I encourage commissioner Gibson to let me drink my dairy milk how I want to drink it.
All his talk of small government and being a conservative and yet the state of Mississippi literally has laws telling me whether or not I can drink raw milk.
Absolutely insane that a government can tell me not to drink milk the way it has literally been drank for thousands of years.
No, 3:14, it's the Miss Mississippi State pageant.
I bet the people who say wild hogs are a danger to eat would not even agree that an armadillo makes good eating.
Speaking of state government rules and regulations, did you know that the regulations codified by MDWFP contain more words than our state constitution?
If ever there was an agency of government that gets off on rules, you have met it. It's even illegal to squat over a log to take a shit if that log is less than 14 inches in diameter and unless you have written permission to do so unless you're on your own land, not within sixteen feet of any creek, tributary or other waterway under constant flow.
The next page of the regulations addresses taking a shit within thirty feet of any nesting area of any game animal.
"State game and fish brought them in here in early 80s to create another species to hunt."
That's very interesting, and good to know. The old State Game and Fish Commission also were responsible for introducing Israeli Carp to the Delta region.

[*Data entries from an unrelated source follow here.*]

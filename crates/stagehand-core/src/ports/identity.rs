//! IdentityProvider port - ID 導出の抽象化
//!
//! The tracker only consumes identifiers; deriving them belongs to whoever
//! discovers files. `ContentHashIdentity` is the reference provider used by
//! the CLI and tests.

use sha2::{Digest, Sha256};

use crate::domain::TaskId;

/// Produces the stable key a file is tracked under.
///
/// The same content must always map to the same id, across calls and across
/// runs, so that re-registering a file (or matching it against a restored
/// snapshot) finds the existing record.
///
/// # Thread Safety
/// - `Send + Sync` を要求（複数の pipeline から使える）
pub trait IdentityProvider: Send + Sync {
    fn identify(&self, content: &[u8]) -> TaskId;
}

/// SHA-256 ベースの ID 導出: `file-<hex digest>`
#[derive(Debug, Clone, Copy, Default)]
pub struct ContentHashIdentity;

impl IdentityProvider for ContentHashIdentity {
    fn identify(&self, content: &[u8]) -> TaskId {
        TaskId::new(format!("file-{:x}", Sha256::digest(content)))
    }
}

#[cfg(test)]
mod tests {
    use super::*;
    use crate::ports::RecordStore;
    use crate::store::TrackerBuilder;

    #[test]
    fn same_content_same_id() {
        let ids = ContentHashIdentity;

        let id1 = ids.identify(b"Inbox/scan-000.pdf");
        let id2 = ContentHashIdentity.identify(b"Inbox/scan-000.pdf");

        assert_eq!(id1, id2);
        assert!(id1.as_str().starts_with("file-"));
        assert_eq!(id1.as_str().len(), "file-".len() + 64);
    }

    #[test]
    fn different_content_different_id() {
        let ids = ContentHashIdentity;

        assert_ne!(ids.identify(b"a.md"), ids.identify(b"b.md"));
        assert_ne!(ids.identify(b""), ids.identify(b" "));
    }

    #[test]
    fn known_digest() {
        let expected = format!("file-{:x}", Sha256::digest(b"test content"));
        assert_eq!(ContentHashIdentity.identify(b"test content").as_str(), expected);
    }

    #[test]
    fn re_identified_file_hits_existing_record() {
        let tracker = TrackerBuilder::new().build().unwrap();
        let ids = ContentHashIdentity;

        let first = tracker.start_tracking(ids.identify(b"Inbox/scan-000.pdf"));
        let second = tracker.start_tracking(ids.identify(b"Inbox/scan-000.pdf"));

        assert_eq!(first, second);
        assert_eq!(tracker.len(), 1);
    }
}
use std::path::PathBuf;
use std::sync::Arc;

use anyhow::{Context, Result};
use async_trait::async_trait;
use clap::{Parser, ValueEnum};
use serde::Serialize;
use tokio::time::{Duration, sleep};
use tracing::{info, warn};
use tracing_subscriber::layer::SubscriberExt;
use tracing_subscriber::util::SubscriberInitExt;

use stagehand_core::persist::{JsonFileSink, SnapshotHandle, SnapshotLoop};
use stagehand_core::ports::{ContentHashIdentity, IdentityProvider};
use stagehand_core::{
    FileHandle, FileStatus, InMemoryTracker, ProgressQuery, RecordStore, Stage, StageFailure,
    StatusCounts, TaskId, TaskRecord, TrackerBuilder, TrackerConfig,
};

/// Runs simulated files through the document pipeline and reports progress.
#[derive(Debug, Parser)]
#[command(name = "stagehand", version, about)]
struct Args {
    /// Number of simulated files
    #[arg(long, default_value_t = 5)]
    files: usize,

    /// Every odd-numbered file fails at this stage
    #[arg(long, value_enum)]
    fail_stage: Option<PipelineStage>,

    /// Progress poll interval in milliseconds
    #[arg(long, default_value_t = 250)]
    poll_ms: u64,

    /// TOML config file
    #[arg(long, env = "STAGEHAND_CONFIG")]
    config: Option<PathBuf>,
}

#[derive(Debug, Clone, Copy, PartialEq, Eq, ValueEnum)]
enum PipelineStage {
    Cleanup,
    Extract,
    Classify,
    Tagging,
    RecommendName,
    Formatting,
    Moving,
}

impl PipelineStage {
    const ORDER: [PipelineStage; 7] = [
        PipelineStage::Cleanup,
        PipelineStage::Extract,
        PipelineStage::Classify,
        PipelineStage::Tagging,
        PipelineStage::RecommendName,
        PipelineStage::Formatting,
        PipelineStage::Moving,
    ];

    fn stage(self) -> Stage {
        match self {
            PipelineStage::Cleanup => Stage::Cleanup,
            PipelineStage::Extract => Stage::Extract,
            PipelineStage::Classify => Stage::Classify,
            PipelineStage::Tagging => Stage::Tagging,
            PipelineStage::RecommendName => Stage::RecommendName,
            PipelineStage::Formatting => Stage::Formatting,
            PipelineStage::Moving => Stage::Moving,
        }
    }
}

/// One unit of pipeline work. Writes its outputs straight to the tracker.
#[async_trait]
trait PipelineStep: Send + Sync {
    fn stage(&self) -> PipelineStage;

    async fn run(&self, tracker: &InMemoryTracker, file: &SimulatedFile) -> Result<(), String>;
}

struct SimulatedFile {
    id: TaskId,
    index: usize,
    name: String,
}

/// Sleeps a little, then produces plausible stage output.
struct SimulatedStep {
    stage: PipelineStage,
    fail_at: Option<PipelineStage>,
}

#[async_trait]
impl PipelineStep for SimulatedStep {
    fn stage(&self) -> PipelineStage {
        self.stage
    }

    async fn run(&self, tracker: &InMemoryTracker, file: &SimulatedFile) -> Result<(), String> {
        let latency = 20 + rand::random::<u64>() % 120;
        sleep(Duration::from_millis(latency)).await;

        if self.fail_at == Some(self.stage) && file.index % 2 == 1 {
            return Err(format!("simulated failure in {:?}", self.stage));
        }

        match self.stage {
            PipelineStage::Classify => tracker.set_classification(&file.id, "invoice"),
            PipelineStage::Tagging => {
                tracker.add_tag(&file.id, "finance");
                tracker.add_tag(&file.id, &format!("batch-{}", file.index % 3));
            }
            PipelineStage::RecommendName => {
                tracker.set_new_name(&file.id, &format!("Invoice {}", file.index))
            }
            PipelineStage::Formatting => tracker.set_formatted(&file.id, true),
            PipelineStage::Moving => tracker.set_new_path(&file.id, "Finance/Invoices"),
            PipelineStage::Cleanup | PipelineStage::Extract => {}
        }
        Ok(())
    }
}

/// Drives one file through every step. Stops at the first failure.
async fn process_file(
    tracker: Arc<InMemoryTracker>,
    steps: Arc<Vec<Box<dyn PipelineStep>>>,
    file: SimulatedFile,
) {
    // every fourth file is left alone
    if file.index % 4 == 3 {
        tracker.set_status(&file.id, FileStatus::Bypassed);
        return;
    }

    tracker.set_status(&file.id, FileStatus::Processing);

    for step in steps.iter() {
        let stage = step.stage().stage();

        // already formatted documents skip formatting
        if stage == Stage::Formatting && file.index % 5 == 0 {
            tracker.log_stage_skipped(&file.id, stage);
            continue;
        }

        tracker.log_stage_start(&file.id, stage);
        match step.run(&tracker, &file).await {
            Ok(()) => {
                let done = tracker.pairings().done_for(stage).unwrap_or(stage);
                tracker.log_stage_done(&file.id, done);
            }
            Err(message) => {
                let bucket = stage.error_bucket().unwrap_or(stage);
                warn!(task_id = %file.id, ?stage, %message, "stage failed");
                tracker.log_error(&file.id, StageFailure::new(bucket, message));
                tracker.set_status(&file.id, FileStatus::Error);
                return;
            }
        }
    }

    tracker.log_stage_done(&file.id, Stage::Completed);
    tracker.set_status(&file.id, FileStatus::Completed);
}

#[derive(Serialize)]
struct Summary {
    counts: StatusCounts,
    records: Vec<TaskRecord>,
}

fn init_tracing() {
    tracing_subscriber::registry()
        .with(
            tracing_subscriber::EnvFilter::try_from_default_env()
                .unwrap_or_else(|_| "stagehand=info,stagehand_core=info".into()),
        )
        .with(tracing_subscriber::fmt::layer())
        .init();
}

fn load_config(path: Option<&PathBuf>) -> Result<TrackerConfig> {
    match path {
        Some(path) => TrackerConfig::load(path)
            .with_context(|| format!("failed to load config from {}", path.display())),
        None => Ok(TrackerConfig::default()),
    }
}

/// Register `count` simulated inbox files.
///
/// Simulated files have no body, so the inbox path stands in for content.
/// A file seen in an earlier run (restored snapshot) keeps its record.
fn register_files(
    tracker: &InMemoryTracker,
    identity: &dyn IdentityProvider,
    count: usize,
) -> Vec<SimulatedFile> {
    (0..count)
        .map(|index| {
            let name = format!("scan-{index:03}.pdf");
            let path = format!("Inbox/{name}");
            let id = tracker.start_tracking_with_name(identity.identify(path.as_bytes()), &name);
            tracker.attach_file(&id, FileHandle::new(path));
            SimulatedFile { id, index, name }
        })
        .collect()
}

/// この実行で登録したファイルが全て終端状態になるまで進捗を表示する
///
/// Restored records from an earlier run are counted but not waited on.
async fn poll_until_done(tracker: &InMemoryTracker, ids: &[TaskId], interval: Duration) {
    let mut ticker = tokio::time::interval(interval);
    loop {
        ticker.tick().await;

        let counts = tracker.status_counts();
        let line: Vec<String> = FileStatus::ALL
            .iter()
            .map(|status| format!("{status}={}", counts.get(*status)))
            .collect();
        println!("{}", line.join(" "));
        for record in tracker.get_all_records() {
            if record.status.is_terminal() {
                continue;
            }
            if let Some(stage) = tracker.get_last_stage(&record.id) {
                println!("  {} {}", record.original_name.as_deref().unwrap_or("?"), stage);
            }
        }

        let mut this_run = StatusCounts::default();
        for record in ids.iter().filter_map(|id| tracker.get_record(id)) {
            this_run.record(record.status);
        }
        if this_run.all_terminal() {
            break;
        }
    }
}

#[tokio::main]
async fn main() -> Result<()> {
    init_tracing();
    let args = Args::parse();

    // (A) config と tracker
    let config = load_config(args.config.as_ref())?;
    let tracker = Arc::new(
        TrackerBuilder::new()
            .config(&config)
            .build()
            .context("failed to build tracker")?,
    );

    // (B) snapshot persistence（設定がある場合のみ）
    let snapshots: Option<SnapshotHandle> = match &config.persistence {
        Some(persistence) => {
            let snapshot_loop = SnapshotLoop::new(
                tracker.clone(),
                Arc::new(JsonFileSink::new(&persistence.path)),
                persistence.debounce(),
            );
            snapshot_loop.restore().await;
            info!(path = %persistence.path.display(), "snapshot persistence enabled");
            Some(snapshot_loop.spawn())
        }
        None => None,
    };

    // (C) ファイル登録
    let files = register_files(&tracker, &ContentHashIdentity, args.files);
    info!(files = files.len(), "files queued");

    // (D) 1 ファイル 1 タスクで pipeline を起動
    let steps: Arc<Vec<Box<dyn PipelineStep>>> = Arc::new(
        PipelineStage::ORDER
            .into_iter()
            .map(|stage| {
                Box::new(SimulatedStep {
                    stage,
                    fail_at: args.fail_stage,
                }) as Box<dyn PipelineStep>
            })
            .collect(),
    );
    let ids: Vec<TaskId> = files.iter().map(|file| file.id.clone()).collect();
    let mut workers = Vec::with_capacity(files.len());
    for file in files {
        info!(task_id = %file.id, name = %file.name, "starting pipeline");
        workers.push(tokio::spawn(process_file(
            tracker.clone(),
            steps.clone(),
            file,
        )));
    }

    // (E) 完了までポーリング（Ctrl-C で中断）
    tokio::select! {
        _ = poll_until_done(&tracker, &ids, Duration::from_millis(args.poll_ms.max(1))) => {}
        _ = tokio::signal::ctrl_c() => {
            warn!("interrupted, stopping pipelines");
            for worker in &workers {
                worker.abort();
            }
        }
    }

    // (F) 最終 snapshot と summary
    if let Some(handle) = snapshots {
        handle.shutdown().await;
    }

    let summary = Summary {
        counts: tracker.status_counts(),
        records: tracker.snapshot(),
    };
    println!(
        "{}",
        serde_json::to_string_pretty(&summary).context("failed to render summary")?
    );
    Ok(())
}
//! ProgressQuery port - what progress consumers are allowed to see.
//!
//! Pure reads: nothing here registers records, moves timestamps or wakes the
//! snapshot loop, so pollers may call at any rate.

use serde::{Deserialize, Serialize};

use crate::domain::{FileStatus, LogEntry, Stage, StageError, TaskId, TaskRecord};

/// Number of records per status.
#[derive(Debug, Clone, Default, PartialEq, Eq, Serialize, Deserialize)]
pub struct StatusCounts {
    pub queued: usize,
    pub processing: usize,
    pub completed: usize,
    pub error: usize,
    pub bypassed: usize,
    pub total: usize,
}

impl StatusCounts {
    pub fn record(&mut self, status: FileStatus) {
        match status {
            FileStatus::Queued => self.queued += 1,
            FileStatus::Processing => self.processing += 1,
            FileStatus::Completed => self.completed += 1,
            FileStatus::Error => self.error += 1,
            FileStatus::Bypassed => self.bypassed += 1,
        }
        self.total += 1;
    }

    pub fn get(&self, status: FileStatus) -> usize {
        match status {
            FileStatus::Queued => self.queued,
            FileStatus::Processing => self.processing,
            FileStatus::Completed => self.completed,
            FileStatus::Error => self.error,
            FileStatus::Bypassed => self.bypassed,
        }
    }

    /// Every counted record is in an end state.
    pub fn all_terminal(&self) -> bool {
        self.queued == 0 && self.processing == 0
    }
}

/// Read-only lookups and aggregations over the tracker.
///
/// Unknown ids yield `None`, `false` or an empty list. Returned records are
/// snapshots; later mutations do not show through them.
pub trait ProgressQuery: Send + Sync {
    fn get_record(&self, id: &TaskId) -> Option<TaskRecord>;

    /// Any entry (or, with `stage`, that stage's entry) carries an error.
    fn has_errors(&self, id: &TaskId, stage: Option<Stage>) -> bool;

    fn get_stage_log(&self, id: &TaskId, stage: Stage) -> Option<LogEntry>;

    /// Stage with the most recent timestamp; ties go to the entry logged last.
    fn get_last_stage(&self, id: &TaskId) -> Option<Stage>;

    /// All records, unordered.
    fn get_all_records(&self) -> Vec<TaskRecord>;

    fn get_records_with_errors(&self) -> Vec<TaskRecord>;

    /// Records with an entry for `stage`, completed or not.
    fn get_records_by_stage(&self, stage: Stage) -> Vec<TaskRecord>;

    /// Entries carrying an error, in the order they were logged.
    fn get_stage_errors(&self, id: &TaskId) -> Vec<(Stage, StageError)>;

    /// Most recently logged error (last of `get_stage_errors`).
    fn get_last_error(&self, id: &TaskId) -> Option<(Stage, StageError)>;

    /// Replaced attempts of `stage` (oldest first) followed by the live entry.
    /// Only the live entry unless history is enabled.
    fn get_stage_history(&self, id: &TaskId, stage: Stage) -> Vec<LogEntry>;

    fn status_counts(&self) -> StatusCounts;
}
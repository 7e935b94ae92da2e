//! Clock port - 時刻の抽象化
//!
//! Log entry timestamps come from here so tests can pin and advance time.

use std::sync::{Mutex, PoisonError};

use chrono::{DateTime, Duration, Utc};

/// Clock は現在時刻を提供
pub trait Clock: Send + Sync {
    fn now(&self) -> DateTime<Utc>;
}

/// Wall clock (本番用).
#[derive(Debug, Clone, Copy, Default)]
pub struct SystemClock;

impl Clock for SystemClock {
    fn now(&self) -> DateTime<Utc> {
        Utc::now()
    }
}

/// Manually driven clock (テスト用).
///
/// Returns the same instant until `advance`/`set` is called.
#[derive(Debug)]
pub struct FixedClock {
    now: Mutex<DateTime<Utc>>,
}

impl FixedClock {
    pub fn new(now: DateTime<Utc>) -> Self {
        Self {
            now: Mutex::new(now),
        }
    }

    pub fn set(&self, now: DateTime<Utc>) {
        *self.now.lock().unwrap_or_else(PoisonError::into_inner) = now;
    }

    pub fn advance(&self, by: Duration) {
        let mut now = self.now.lock().unwrap_or_else(PoisonError::into_inner);
        *now += by;
    }
}

impl Clock for FixedClock {
    fn now(&self) -> DateTime<Utc> {
        *self.now.lock().unwrap_or_else(PoisonError::into_inner)
    }
}

impl<C: Clock + ?Sized> Clock for std::sync::Arc<C> {
    fn now(&self) -> DateTime<Utc> {
        (**self).now()
    }
}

The claim (in 1960) was that the carp would eat various grasses, plankton, etc that was taking over some of the small Delta lakes.
Now we have 'flying carp' in every Delta oxbow. The carp, like the hogs, cannot be gotten rid of and are ruining fishing and skiing all the way from Tunica to Natchez. Thank you to that agency.
MDWFP is one of the worst examples of political patronage in the state, if not the worst. Wildlife decisions are made not by wildlife biologists, but a commission comprised of politically connected businessmen.
MDWFP has a private hunting club for its commissioners up in the Delta. It was formerly Rosedale State Park.
Big Ears won't look into it. He's too consumed by county clerks.
Mdwfp, the hat, and a few other good ol boys also attempted to sabotage the outdoor show at the fairgrounds. That backfired and they have failed miserably trying to do so!